Am J Surg. 2000 Jan;179(1):17-21. doi: 10.1016/s0002-9610(99)00259-7.
Optimal treatment of necrotizing fasciitis (NF) requires rapid diagnosis. The purpose of the study was to identify objective admission measurements that help differentiate NF from nonnecrotizing (non-NF) infection and, among NF patients, to identify admission factors that predict mortality.
Twenty-one NF cases were paired with matched non-NF controls. Statistical comparison of admission vital signs, laboratory values, and radiographic studies was performed.

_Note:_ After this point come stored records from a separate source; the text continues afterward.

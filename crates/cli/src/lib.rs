pub mod commands;
pub mod logging;

use std::path::PathBuf;
use std::process::ExitCode;

use chrono::{DateTime, Utc};
use clap::{Parser, Subcommand};
use pactum_core::analytics::{GroupBy, Period};
use pactum_core::domain::contract::ContractStatus;
use pactum_core::gate::ContractAction;
use pactum_core::suggestions::Locale;

use crate::commands::{
    actions::ActionsArgs, apply::ApplyArgs, list::ListArgs, selection::SelectionArgs,
    stats::StatsArgs, suggest::SuggestArgs, CommandResult,
};

#[derive(Debug, Parser)]
#[command(
    name = "pactum",
    about = "Pactum contract approval rules CLI",
    long_about = "Evaluate approver suggestions, action gating, approval selections, and contract statistics from JSON documents.",
    after_help = "Examples:\n  pactum suggest --contract contract.json --roster roster.json\n  pactum actions --contract contract.json --actor actor.json\n  pactum config"
)]
pub struct Cli {
    #[command(subcommand)]
    command: Command,
}

#[derive(Debug, Subcommand)]
enum Command {
    #[command(about = "Suggest default approvers per review track for a contract")]
    Suggest {
        #[arg(long, help = "Path to the contract JSON document")]
        contract: PathBuf,
        #[arg(long, help = "Path to the roster JSON array")]
        roster: PathBuf,
        #[arg(long, help = "Language for reason text (en|vi); defaults to display.locale")]
        locale: Option<Locale>,
    },
    #[command(about = "List the workflow actions an actor may take on a contract")]
    Actions {
        #[arg(long, help = "Path to the contract JSON document")]
        contract: PathBuf,
        #[arg(long, help = "Path to the acting user JSON document")]
        actor: PathBuf,
    },
    #[command(about = "Apply a workflow action and print the updated contract with audit events")]
    Apply {
        #[arg(long, help = "Path to the contract JSON document")]
        contract: PathBuf,
        #[arg(long, help = "Path to the acting user JSON document")]
        actor: PathBuf,
        #[arg(long, help = "edit|send-for-approval|resubmit|reapprove")]
        action: ContractAction,
    },
    #[command(about = "Validate an approver selection against a roster")]
    CheckSelection {
        #[arg(long, help = "Path to the selection JSON document")]
        selection: PathBuf,
        #[arg(long, help = "Path to the roster JSON array")]
        roster: PathBuf,
    },
    #[command(about = "Summarize contract statistics over a time window")]
    Stats {
        #[arg(long, help = "Path to the contracts JSON array")]
        contracts: PathBuf,
        #[arg(long, default_value = "30days", help = "7days|30days|90days|1year|custom")]
        period: Period,
        #[arg(long, help = "Custom window start (RFC 3339)")]
        from: Option<DateTime<Utc>>,
        #[arg(long, help = "Custom window end (RFC 3339)")]
        to: Option<DateTime<Utc>>,
        #[arg(long, default_value = "day", help = "day|month|year")]
        group_by: GroupBy,
        #[arg(long, help = "Reference time for the window (RFC 3339); defaults to now")]
        as_of: Option<DateTime<Utc>>,
    },
    #[command(about = "Search and filter a contract list")]
    List {
        #[arg(long, help = "Path to the contracts JSON array")]
        contracts: PathBuf,
        #[arg(long, help = "Case-insensitive text matched against title and description")]
        search: Option<String>,
        #[arg(long, help = "Only include contracts with this status")]
        status: Option<ContractStatus>,
    },
    #[command(about = "Inspect effective configuration values with source attribution")]
    Config,
}

impl Command {
    fn name(&self) -> &'static str {
        match self {
            Self::Suggest { .. } => "suggest",
            Self::Actions { .. } => "actions",
            Self::Apply { .. } => "apply",
            Self::CheckSelection { .. } => "check-selection",
            Self::Stats { .. } => "stats",
            Self::List { .. } => "list",
            Self::Config => "config",
        }
    }
}

pub fn run() -> ExitCode {
    let cli = Cli::parse();
    let result = execute(cli.command);

    println!("{}", result.output);
    ExitCode::from(result.exit_code)
}

fn execute(command: Command) -> CommandResult {
    let config = match commands::load_config(command.name()) {
        Ok(config) => config,
        Err(failure) => return failure,
    };
    logging::init_logging(&config.logging);

    match command {
        Command::Suggest { contract, roster, locale } => {
            commands::suggest::run(&SuggestArgs { contract, roster, locale }, &config)
        }
        Command::Actions { contract, actor } => {
            commands::actions::run(&ActionsArgs { contract, actor }, &config)
        }
        Command::Apply { contract, actor, action } => {
            commands::apply::run(&ApplyArgs { contract, actor, action }, &config)
        }
        Command::CheckSelection { selection, roster } => {
            commands::selection::run(&SelectionArgs { selection, roster })
        }
        Command::Stats { contracts, period, from, to, group_by, as_of } => {
            commands::stats::run(&StatsArgs { contracts, period, from, to, group_by, as_of })
        }
        Command::List { contracts, search, status } => {
            commands::list::run(&ListArgs { contracts, search, status })
        }
        Command::Config => commands::config::run(&config),
    }
}
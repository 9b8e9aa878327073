use chrono::{DateTime, Utc};
use rust_decimal::Decimal;
use serde::{Deserialize, Serialize};

use crate::errors::DomainError;

#[derive(Clone, Debug, PartialEq, Eq, Hash, PartialOrd, Ord, Serialize, Deserialize)]
#[serde(transparent)]
pub struct ContractId(pub String);

impl ContractId {
    pub fn as_str(&self) -> &str {
        &self.0
    }
}

#[derive(Clone, Copy, Debug, PartialEq, Eq, Hash, Serialize, Deserialize)]
#[serde(rename_all = "snake_case")]
pub enum ContractStatus {
    Draft,
    Pending,
    Approved,
    Rejected,
    Signed,
    Expired,
}

impl ContractStatus {
    pub fn as_str(&self) -> &'static str {
        match self {
            Self::Draft => "draft",
            Self::Pending => "pending",
            Self::Approved => "approved",
            Self::Rejected => "rejected",
            Self::Signed => "signed",
            Self::Expired => "expired",
        }
    }

    /// Vietnamese label used on status badges.
    pub fn label_vi(&self) -> &'static str {
        match self {
            Self::Draft => "Nháp",
            Self::Pending => "Chờ duyệt",
            Self::Approved => "Đã duyệt",
            Self::Rejected => "Từ chối",
            Self::Signed => "Đã ký",
            Self::Expired => "Hết hạn",
        }
    }

    pub fn is_terminal(&self) -> bool {
        matches!(self, Self::Signed | Self::Expired)
    }

    /// Draft and rejected contracts are still owned by their author.
    pub fn is_editable(&self) -> bool {
        matches!(self, Self::Draft | Self::Rejected)
    }

    pub fn can_transition_to(&self, next: ContractStatus) -> bool {
        matches!(
            (self, next),
            (Self::Draft, Self::Pending)
                | (Self::Pending, Self::Approved)
                | (Self::Pending, Self::Rejected)
                | (Self::Rejected, Self::Pending)
                | (Self::Approved, Self::Signed)
        ) || (next == Self::Expired && *self != Self::Expired)
    }
}

impl std::str::FromStr for ContractStatus {
    type Err = DomainError;

    fn from_str(value: &str) -> Result<Self, Self::Err> {
        match value.trim().to_ascii_lowercase().as_str() {
            "draft" => Ok(Self::Draft),
            "pending" => Ok(Self::Pending),
            "approved" => Ok(Self::Approved),
            "rejected" => Ok(Self::Rejected),
            "signed" => Ok(Self::Signed),
            "expired" => Ok(Self::Expired),
            other => Err(DomainError::InvariantViolation(format!(
                "unknown contract status `{other}`"
            ))),
        }
    }
}

#[derive(Clone, Copy, Debug, Default, PartialEq, Eq, Hash, Serialize, Deserialize)]
#[serde(rename_all = "snake_case")]
pub enum ContractType {
    #[default]
    Internal,
    Commercial,
}

#[derive(Clone, Debug, PartialEq, Serialize, Deserialize)]
pub struct Contract {
    pub id: ContractId,
    #[serde(default)]
    pub title: String,
    #[serde(default)]
    pub description: String,
    pub status: ContractStatus,
    /// Contract value in đồng. Absent values count as zero.
    #[serde(default)]
    pub value: Option<Decimal>,
    #[serde(default)]
    pub contract_type: Option<ContractType>,
    /// Rejection reason, populated when the contract is rejected.
    #[serde(default)]
    pub comments: Option<String>,
    pub uploaded_at: DateTime<Utc>,
}

impl Contract {
    pub fn value_or_zero(&self) -> Decimal {
        self.value.unwrap_or(Decimal::ZERO)
    }

    pub fn effective_type(&self) -> ContractType {
        self.contract_type.unwrap_or_default()
    }

    pub fn rejection_reason(&self) -> Option<&str> {
        match self.status {
            ContractStatus::Rejected => self.comments.as_deref(),
            _ => None,
        }
    }

    pub fn transition_to(&mut self, next: ContractStatus) -> Result<(), DomainError> {
        if self.status.can_transition_to(next) {
            self.status = next;
            return Ok(());
        }

        Err(DomainError::InvalidContractTransition { from: self.status, to: next })
    }
}

#[cfg(test)]
mod tests {
    use chrono::Utc;
    use rust_decimal::Decimal;

    use super::{Contract, ContractId, ContractStatus, ContractType};
    use crate::errors::DomainError;

    fn contract(status: ContractStatus) -> Contract {
        Contract {
            id: ContractId("HD-2024-001".to_string()),
            title: "Hợp đồng dịch vụ".to_string(),
            description: String::new(),
            status,
            value: None,
            contract_type: None,
            comments: None,
            uploaded_at: Utc::now(),
        }
    }

    #[test]
    fn allows_submission_and_review_lifecycle() {
        let mut contract = contract(ContractStatus::Draft);
        contract.transition_to(ContractStatus::Pending).expect("draft -> pending");
        contract.transition_to(ContractStatus::Rejected).expect("pending -> rejected");
        contract.transition_to(ContractStatus::Pending).expect("rejected -> pending");
        contract.transition_to(ContractStatus::Approved).expect("pending -> approved");
        contract.transition_to(ContractStatus::Signed).expect("approved -> signed");

        assert_eq!(contract.status, ContractStatus::Signed);
    }

    #[test]
    fn blocks_skipping_review() {
        let mut contract = contract(ContractStatus::Draft);
        let error =
            contract.transition_to(ContractStatus::Approved).expect_err("draft -> approved");

        assert_eq!(
            error,
            DomainError::InvalidContractTransition {
                from: ContractStatus::Draft,
                to: ContractStatus::Approved,
            }
        );
        assert_eq!(contract.status, ContractStatus::Draft);
    }

    #[test]
    fn any_live_status_can_expire_once() {
        for status in [
            ContractStatus::Draft,
            ContractStatus::Pending,
            ContractStatus::Approved,
            ContractStatus::Rejected,
            ContractStatus::Signed,
        ] {
            assert!(status.can_transition_to(ContractStatus::Expired), "{status:?}");
        }
        assert!(!ContractStatus::Expired.can_transition_to(ContractStatus::Expired));
        assert!(!ContractStatus::Expired.can_transition_to(ContractStatus::Pending));
    }

    #[test]
    fn missing_value_and_type_use_permissive_defaults() {
        let contract = contract(ContractStatus::Draft);

        assert_eq!(contract.value_or_zero(), Decimal::ZERO);
        assert_eq!(contract.effective_type(), ContractType::Internal);
    }

    #[test]
    fn rejection_reason_only_surfaces_for_rejected_contracts() {
        let mut rejected = contract(ContractStatus::Rejected);
        rejected.comments = Some("Thiếu điều khoản bảo mật".to_string());
        let mut draft = rejected.clone();
        draft.status = ContractStatus::Draft;

        assert_eq!(rejected.rejection_reason(), Some("Thiếu điều khoản bảo mật"));
        assert_eq!(draft.rejection_reason(), None);
    }

    #[test]
    fn parses_contract_with_optional_fields_absent() {
        let contract: Contract = serde_json::from_str(
            r#"{"id":"HD-9","status":"pending","uploaded_at":"2024-03-01T08:00:00Z"}"#,
        )
        .expect("sparse contract should parse");

        assert_eq!(contract.status, ContractStatus::Pending);
        assert!(contract.value.is_none());
        assert!(contract.contract_type.is_none());
        assert_eq!(contract.status.label_vi(), "Chờ duyệt");
    }
}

On multivariate analysis, admission white blood cell count (WBC) >14 x 10(9)/L, serum sodium <135 mmol/L, and blood urea nitrogen (BUN) >15 mg/dL separated NF from non-NF patients. Mortality for NF patients was predicted by admission WBC >30 x 10(9)/L. Mortality was also significantly increased for patients transferred from an outside institution prior to definitive therapy.
Objective admission criteria (elevated WBC and BUN and decreased serum sodium) can assist in distinguishing NF from non-NF infections. The best objective predictor of mortality in NF patients is marked elevation of admission WBC.
坏死性筋膜炎(NF)的最佳治疗需要快速诊断。本研究的目的是确定有助于区分NF与非坏死性(非NF)感染的客观入院指标,并在NF患者中确定预测死亡率的入院因素。
21例NF病例与匹配的非NF对照配对。对入院时的生命体征、实验室检查值和影像学检查进行统计学比较。
多因素分析显示,入院时白细胞计数(WBC)>14×10⁹/L、血清钠<135 mmol/L和血尿素氮(BUN)>15 mg/dL可将NF患者与非NF患者区分开来。NF患者的死亡率可通过入院时WBC>30×10⁹/L预测。在确定性治疗前从外部机构转入的患者死亡率也显著增加。
客观的入院标准(WBC和BUN升高以及血清钠降低)有助于区分NF与非NF感染。NF患者死亡率的最佳客观预测指标是入院时WBC显著升高。